迎えた2009年は序盤から好調を維持し、4月のスタジオアリス女子オープンで筋目となる通算10勝目を飾ると、5月には2勝目、6月には3勝目と順調に優勝を重ねた。9月に4勝目、11月に5勝目を挙げるが、最終戦のLPGAツアーチャンピオンシップリコーカップを残した時点のランキングトップは、諸見里しのぶ選手で、横峯選手は約540万円差の2位だった。

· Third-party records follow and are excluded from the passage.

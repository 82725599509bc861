//! Layered configuration for shelfmark.
//!
//! Settings are merged from, in increasing priority:
//!
//! 1. Built-in defaults ([`Config::default`]).
//! 2. A config file: either the one passed explicitly, or the first of
//!    `shelfmark.toml`, `shelfmark.yaml`, `shelfmark.yml` and
//!    `shelfmark.json` found in the platform config directory.
//! 3. Environment variables prefixed with `SHELFMARK_`, using `__` for
//!    nesting (`SHELFMARK_LENDING__LOAN_MONTHS=1`).
//!
//! ```toml
//! [documents]
//! root = "data"
//! authors = "people.xml"
//!
//! [lending]
//! root = "/var/lib/shelfmark"
//! key = "borrowingData"
//! loan_months = 3
//! ```

pub mod error;

use crate::error::{ErrorKind, Result};
use directories::ProjectDirs;
use exn::ResultExt;
use figment::Figment;
use figment::providers::{Env, Format, Json, Serialized, Toml, Yaml};
use serde::{Deserialize, Serialize};
use std::path::{Path, PathBuf};
use tracing::instrument;

const FILE_STEM: &str = "shelfmark";
const EXTENSIONS: [&str; 4] = ["toml", "yaml", "yml", "json"];
const ENV_PREFIX: &str = "SHELFMARK_";

#[derive(Debug, Clone, Default, PartialEq, Eq, Serialize, Deserialize)]
#[serde(default)]
pub struct Config {
    pub documents: DocumentsConfig,
    pub lending: LendingConfig,
    pub export: ExportConfig,
}

/// Where the catalog documents live.
#[derive(Debug, Clone, PartialEq, Eq, Serialize, Deserialize)]
#[serde(default)]
pub struct DocumentsConfig {
    pub root: PathBuf,
    pub books: String,
    pub authors: String,
    pub publishers: String,
    pub genres: String,
}

/// Where lending state is kept and how long loans last.
#[derive(Debug, Clone, PartialEq, Eq, Serialize, Deserialize)]
#[serde(default)]
pub struct LendingConfig {
    pub root: PathBuf,
    /// State is stored as `<root>/<key>.json`.
    pub key: String,
    pub loan_months: u32,
}

#[derive(Debug, Clone, Default, PartialEq, Eq, Serialize, Deserialize)]
#[serde(default)]
pub struct ExportConfig {
    /// Extra CSS appended after the built-in stylesheet.
    pub stylesheet: Option<PathBuf>,
}

impl Default for DocumentsConfig {
    fn default() -> Self {
        Self {
            root: PathBuf::from("data"),
            books: "books.xml".to_string(),
            authors: "authors.xml".to_string(),
            publishers: "publishers.xml".to_string(),
            genres: "genres.xml".to_string(),
        }
    }
}
impl Default for LendingConfig {
    fn default() -> Self {
        let root = project_dirs().map(|dirs| dirs.data_dir().to_path_buf()).unwrap_or_else(|| PathBuf::from(".shelfmark"));
        Self { root, key: "borrowingData".to_string(), loan_months: 3 }
    }
}

fn project_dirs() -> Option<ProjectDirs> {
    ProjectDirs::from("", "", FILE_STEM)
}

impl Config {
    /// Loads the layered configuration.
    ///
    /// An explicit `file` must exist. Without one, the platform config
    /// directory is searched and a missing file is not an error.
    pub fn load(file: Option<&Path>) -> Result<Self> {
        let search = project_dirs().map(|dirs| dirs.config_dir().to_path_buf()).into_iter().collect::<Vec<_>>();
        Self::load_from(file, &search)
    }

    #[instrument(level = "debug")]
    fn load_from(file: Option<&Path>, search: &[PathBuf]) -> Result<Self> {
        let mut figment = Figment::from(Serialized::defaults(Config::default()));
        let file = match file {
            Some(path) if !path.is_file() => exn::bail!(ErrorKind::NotFound(path.to_path_buf())),
            Some(path) => Some(path.to_path_buf()),
            None => discover(search),
        };
        if let Some(path) = &file {
            tracing::debug!(path = %path.display(), "Using config file");
            figment = merge_file(figment, path)?;
        }
        figment = figment.merge(Env::prefixed(ENV_PREFIX).split("__"));

        let config: Config = figment.extract().or_raise(|| ErrorKind::Extract)?;
        config.validate()?;
        config.resolve()
    }

    /// Rejects settings that can never work.
    pub fn validate(&self) -> Result<()> {
        if self.lending.loan_months == 0 {
            exn::bail!(ErrorKind::Invalid { key: "lending.loan_months", reason: "must be at least 1" });
        }
        let names = [
            ("documents.books", &self.documents.books),
            ("documents.authors", &self.documents.authors),
            ("documents.publishers", &self.documents.publishers),
            ("documents.genres", &self.documents.genres),
            ("lending.key", &self.lending.key),
        ];
        for (key, value) in names {
            if value.trim().is_empty() {
                exn::bail!(ErrorKind::Invalid { key, reason: "must not be empty" });
            }
        }
        Ok(())
    }

    /// Makes both storage roots absolute, relative to the working directory.
    fn resolve(mut self) -> Result<Self> {
        self.documents.root = absolute(&self.documents.root)?;
        self.lending.root = absolute(&self.lending.root)?;
        Ok(self)
    }
}

fn absolute(path: &Path) -> Result<PathBuf> {
    std::path::absolute(path).or_raise(|| ErrorKind::Path(path.to_path_buf()))
}

fn discover(search: &[PathBuf]) -> Option<PathBuf> {
    search
        .iter()
        .flat_map(|dir| EXTENSIONS.iter().map(move |ext| dir.join(format!("{FILE_STEM}.{ext}"))))
        .find(|candidate| candidate.is_file())
}

fn merge_file(figment: Figment, path: &Path) -> Result<Figment> {
    let extension = path.extension().and_then(|e| e.to_str()).map(str::to_ascii_lowercase);
    Ok(match extension.as_deref() {
        Some("toml") => figment.merge(Toml::file_exact(path)),
        Some("yaml" | "yml") => figment.merge(Yaml::file_exact(path)),
        Some("json") => figment.merge(Json::file_exact(path)),
        _ => exn::bail!(ErrorKind::UnsupportedFormat(path.to_path_buf())),
    })
}

#[cfg(test)]
mod tests {
    use super::*;
    use figment::Jail;
    use rstest::rstest;

    // Every test runs inside a jail: it owns the working directory and the
    // environment for its duration.

    #[test]
    fn test_defaults() {
        Jail::expect_with(|jail| {
            let config = Config::load_from(None, &[]).unwrap();
            assert_eq!(config.documents.root, jail.directory().join("data"));
            assert_eq!(config.documents.books, "books.xml");
            assert_eq!(config.lending.key, "borrowingData");
            assert_eq!(config.lending.loan_months, 3);
            assert!(config.lending.root.is_absolute());
            assert_eq!(config.export.stylesheet, None);
            Ok(())
        });
    }

    #[rstest]
    #[case("shelfmark.toml", "[documents]\nauthors = \"people.xml\"\n[lending]\nloan_months = 6\n")]
    #[case("shelfmark.yaml", "documents:\n  authors: people.xml\nlending:\n  loan_months: 6\n")]
    #[case("shelfmark.json", r#"{"documents": {"authors": "people.xml"}, "lending": {"loan_months": 6}}"#)]
    fn test_file_formats(#[case] name: &str, #[case] content: &str) {
        Jail::expect_with(|jail| {
            jail.create_file(name, content)?;
            let config = Config::load_from(Some(Path::new(name)), &[]).unwrap();
            assert_eq!(config.documents.authors, "people.xml");
            assert_eq!(config.documents.books, "books.xml");
            assert_eq!(config.lending.loan_months, 6);
            Ok(())
        });
    }

    #[test]
    fn test_discovered_file() {
        Jail::expect_with(|jail| {
            jail.create_file("shelfmark.yml", "lending:\n  key: loans\n")?;
            let config = Config::load_from(None, &[jail.directory().to_path_buf()]).unwrap();
            assert_eq!(config.lending.key, "loans");
            Ok(())
        });
    }

    #[test]
    fn test_env_overrides_file() {
        Jail::expect_with(|jail| {
            jail.create_file("custom.toml", "[lending]\nloan_months = 6\nroot = \"state\"\n")?;
            jail.set_env("SHELFMARK_LENDING__LOAN_MONTHS", "1");
            jail.set_env("SHELFMARK_DOCUMENTS__ROOT", "/srv/catalog");
            let config = Config::load_from(Some(Path::new("custom.toml")), &[]).unwrap();
            assert_eq!(config.lending.loan_months, 1);
            assert_eq!(config.lending.root, jail.directory().join("state"));
            assert_eq!(config.documents.root, PathBuf::from("/srv/catalog"));
            Ok(())
        });
    }

    #[test]
    fn test_missing_explicit_file() {
        Jail::expect_with(|_| {
            let err = Config::load_from(Some(Path::new("shelfmark.toml")), &[]).unwrap_err();
            assert!(matches!(&*err, ErrorKind::NotFound(_)));
            Ok(())
        });
    }

    #[test]
    fn test_unsupported_format() {
        Jail::expect_with(|jail| {
            jail.create_file("shelfmark.ini", "loan_months=3")?;
            let err = Config::load_from(Some(Path::new("shelfmark.ini")), &[]).unwrap_err();
            assert!(matches!(&*err, ErrorKind::UnsupportedFormat(_)));
            Ok(())
        });
    }

    #[rstest]
    #[case("[lending]\nloan_months = 0\n", "lending.loan_months")]
    #[case("[lending]\nkey = \" \"\n", "lending.key")]
    #[case("[documents]\ngenres = \"\"\n", "documents.genres")]
    fn test_invalid_settings(#[case] content: &str, #[case] expected: &str) {
        Jail::expect_with(|jail| {
            jail.create_file("shelfmark.toml", content)?;
            let err = Config::load_from(Some(Path::new("shelfmark.toml")), &[]).unwrap_err();
            assert!(matches!(&*err, ErrorKind::Invalid { key, .. } if *key == expected));
            Ok(())
        });
    }

    #[test]
    fn test_wrong_type() {
        Jail::expect_with(|jail| {
            jail.create_file("shelfmark.toml", "[lending]\nloan_months = \"three\"\n")?;
            let err = Config::load_from(Some(Path::new("shelfmark.toml")), &[]).unwrap_err();
            assert!(matches!(&*err, ErrorKind::Extract));
            Ok(())
        });
    }
}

最終戦は3日目を終わって首位と5打差の5位タイにつけた横峯選手が、最終日、大逆転で優勝を飾る。最終ホール、諸見里しのぶ選手のパット次第というきわどい勝負だった。

5億円越え、10億円越えも優勝して達成

日本LPGAのツアー選手には、生涯獲得金額が10億円を超えた選手が2017年5月時点で4人いる。不動選手、李知姫選手、全美貞選手と横峯選手だ。
2004年にシード権を取ってから、2005年が約7千万円、2006年が9千6百万円と賞金を獲得、2007年に初めて1億円を超えてからは、2010年まで4シーズン連続で1億円を超え、賞金女王に輝いた2009年は1億7千5百万円強を獲得して、それまでの新記録を作っている。
5億円到達は2009年の9月に行われたマンシングウェアレディース東海クラシックだった。この試合は、賞金獲得額歴代トップの不動選手との優勝争いになったが、何とか逃げ切り2009年4勝目を挙げるとともに、生涯獲得金額も最年少で5億円を突破した。
10億円に到達したのは2014年の大王製紙エリエールレディスオープンだった。初日11位タイから2日目8位タイ、3日目2位と徐々に順位を上げ、最終日に逆転で優勝を果たした。通算23勝目となる、2014年の初優勝だった。この試合で生涯獲得額も10億円を突破、不動選手に次ぐ2人目の快挙となった。 この後、2015年からはUSLPGAに参戦、頑張っている。早く優勝の知らせを聞きたいものだ。